Y a ese aturdimiento diario se suma el nocturno, producido por un par de bares, una tienda de perros calientes y un restaurante que por la noche se transforman en rumbeaderos. Todo eso al lado de edificios donde viven familias a las cuales, vista tanta ineficiencia de las autoridades, no les queda de otra que mudarse. Porque al final, en este país te obligan a eso: irte, dejar de reclamar y de exigir que las leyes se hagan respetar, y callar, porque quejarse no sirve y a veces resulta peligroso.
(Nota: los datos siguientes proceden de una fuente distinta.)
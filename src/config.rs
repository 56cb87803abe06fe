//! Prior configuration.
//!
//! A [`PriorConfig`] names the label inventory, the background label and the
//! log-weight table an [`EmpiricalPrior`](crate::prior::EmpiricalPrior) scores
//! with. It round-trips through JSON and can be assembled with builder methods.
//!
//! # Example
//!
//! ```rust
//! use anno_prior::PriorConfig;
//!
//! let config = PriorConfig::new()
//!     .with_labels(["O", "PER", "ORG"])
//!     .with_weight("PER", "ORG", true, -3.0)
//!     .with_unlabeled(-0.5);
//! config.validate().unwrap();
//!
//! let json = config.to_json_string().unwrap();
//! let back = PriorConfig::from_json_str(&json).unwrap();
//! assert_eq!(back, config);
//! ```

use crate::labels::LabelIndex;
use crate::{Error, Result};
use serde::{Deserialize, Serialize};
use std::collections::HashSet;
use std::path::Path;

/// An explicit log weight for one ordered label pair.
#[derive(Debug, Clone, PartialEq, Serialize, Deserialize)]
pub struct WeightEntry {
    /// Label of the entity being scored.
    pub label: String,
    /// Label of the entity found at its other occurrence.
    pub other: String,
    /// Whether the two entities have the same length.
    pub exact: bool,
    /// Log weight added per such occurrence.
    pub weight: f64,
}

/// Configuration for an entity-consistency prior.
#[derive(Debug, Clone, PartialEq, Serialize, Deserialize)]
#[serde(default)]
pub struct PriorConfig {
    /// Label inventory in code order.
    pub labels: Vec<String>,
    /// Name of the background label.
    pub background: String,
    /// Explicit weights; pairs not listed fall back to the defaults below.
    pub weights: Vec<WeightEntry>,
    /// Same label, same length.
    pub same_type_exact: f64,
    /// Same label, different length.
    pub same_type_partial: f64,
    /// Different labels, same length.
    pub different_type_exact: f64,
    /// Different labels, different length.
    pub different_type_partial: f64,
    /// Occurrence not covered by any entity.
    pub unlabeled: f64,
}

impl Default for PriorConfig {
    fn default() -> Self {
        Self {
            labels: ["O", "PER", "LOC", "ORG", "MISC"]
                .iter()
                .map(|s| s.to_string())
                .collect(),
            background: "O".to_string(),
            weights: Vec::new(),
            same_type_exact: 0.0,
            same_type_partial: -1.0,
            different_type_exact: -2.0,
            different_type_partial: -1.5,
            unlabeled: -1.0,
        }
    }
}

impl PriorConfig {
    /// Create a configuration with CoNLL labels and default weights.
    pub fn new() -> Self {
        Self::default()
    }

    /// Set the label inventory.
    pub fn with_labels<I, S>(mut self, labels: I) -> Self
    where
        I: IntoIterator<Item = S>,
        S: Into<String>,
    {
        self.labels = labels.into_iter().map(Into::into).collect();
        self
    }

    /// Set the background label.
    pub fn with_background(mut self, background: impl Into<String>) -> Self {
        self.background = background.into();
        self
    }

    /// Add an explicit weight for an ordered label pair.
    pub fn with_weight(
        mut self,
        label: impl Into<String>,
        other: impl Into<String>,
        exact: bool,
        weight: f64,
    ) -> Self {
        self.weights.push(WeightEntry {
            label: label.into(),
            other: other.into(),
            exact,
            weight,
        });
        self
    }

    /// Set fallback weights for occurrences labeled with the same type.
    pub fn with_same_type(mut self, exact: f64, partial: f64) -> Self {
        self.same_type_exact = exact;
        self.same_type_partial = partial;
        self
    }

    /// Set fallback weights for occurrences labeled with a different type.
    pub fn with_different_type(mut self, exact: f64, partial: f64) -> Self {
        self.different_type_exact = exact;
        self.different_type_partial = partial;
        self
    }

    /// Set the weight for occurrences left unlabeled.
    pub fn with_unlabeled(mut self, weight: f64) -> Self {
        self.unlabeled = weight;
        self
    }

    /// Check the configuration for internal consistency.
    pub fn validate(&self) -> Result<()> {
        if self.labels.is_empty() {
            return Err(Error::config("label inventory is empty"));
        }
        let known: HashSet<&str> = self.labels.iter().map(String::as_str).collect();
        if known.len() != self.labels.len() {
            return Err(Error::config("label inventory contains duplicates"));
        }
        if !known.contains(self.background.as_str()) {
            return Err(Error::config(format!(
                "background label {:?} is not in the inventory",
                self.background
            )));
        }
        let defaults = [
            ("same_type_exact", self.same_type_exact),
            ("same_type_partial", self.same_type_partial),
            ("different_type_exact", self.different_type_exact),
            ("different_type_partial", self.different_type_partial),
            ("unlabeled", self.unlabeled),
        ];
        for (name, weight) in defaults {
            if !weight.is_finite() {
                return Err(Error::config(format!("{} must be finite", name)));
            }
        }
        for entry in &self.weights {
            for name in [&entry.label, &entry.other] {
                if !known.contains(name.as_str()) {
                    return Err(Error::config(format!(
                        "weight entry names unknown label {:?}",
                        name
                    )));
                }
            }
            if !entry.weight.is_finite() {
                return Err(Error::config(format!(
                    "weight for ({}, {}) must be finite",
                    entry.label, entry.other
                )));
            }
        }
        Ok(())
    }

    /// Build the label index for this inventory.
    pub fn label_index(&self) -> Result<LabelIndex> {
        LabelIndex::new(self.labels.iter().cloned())
    }

    /// Parse and validate a JSON configuration.
    pub fn from_json_str(json: &str) -> Result<Self> {
        let config: Self = serde_json::from_str(json)?;
        config.validate()?;
        Ok(config)
    }

    /// Read and validate a JSON configuration file.
    pub fn from_path(path: impl AsRef<Path>) -> Result<Self> {
        let text = std::fs::read_to_string(path)?;
        Self::from_json_str(&text)
    }

    /// Serialize as pretty-printed JSON.
    pub fn to_json_string(&self) -> Result<String> {
        Ok(serde_json::to_string_pretty(self)?)
    }
}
Un desgaste inútil que rebota en la pared de caucho de instituciones donde la mediocridad es la norma.
De nada sirven las declaraciones de amor a una supuesta Bogotá “cuidadora” de la alcaldesa, cuando muchos de los que habitamos vivimos aturdidos por el abuso de los que quieren imponer su ley, y la indiferencia de instituciones y funcionarios encargados del bienestar público. Bogotá es una ciudad cada día más hostil, agresiva e irrespetuosa con los demás.
Es normal emitir ruido todo el día mientras se trabaja en la calle. Normal pasear con un buffer colgando del cuello que escupe música a todo volumen. Normal subirse a un Transmilenio y mirar videos o escuchar música en el celular sin audífonos, porque los demás no importan, que aguanten. Normal entrar a una farmacia, un centro médico o un restaurante y ser bombardeado por noticieros o programas televisivos de una idiotez desmesurada. Que el pueblo coma, pero callado. Y mejor que esté aturdido, que no lea, que no argumente. Que no tenga silencio para pensar.
*Viviana Peretti es una fotoperiodista italiana radicada en Bogotá.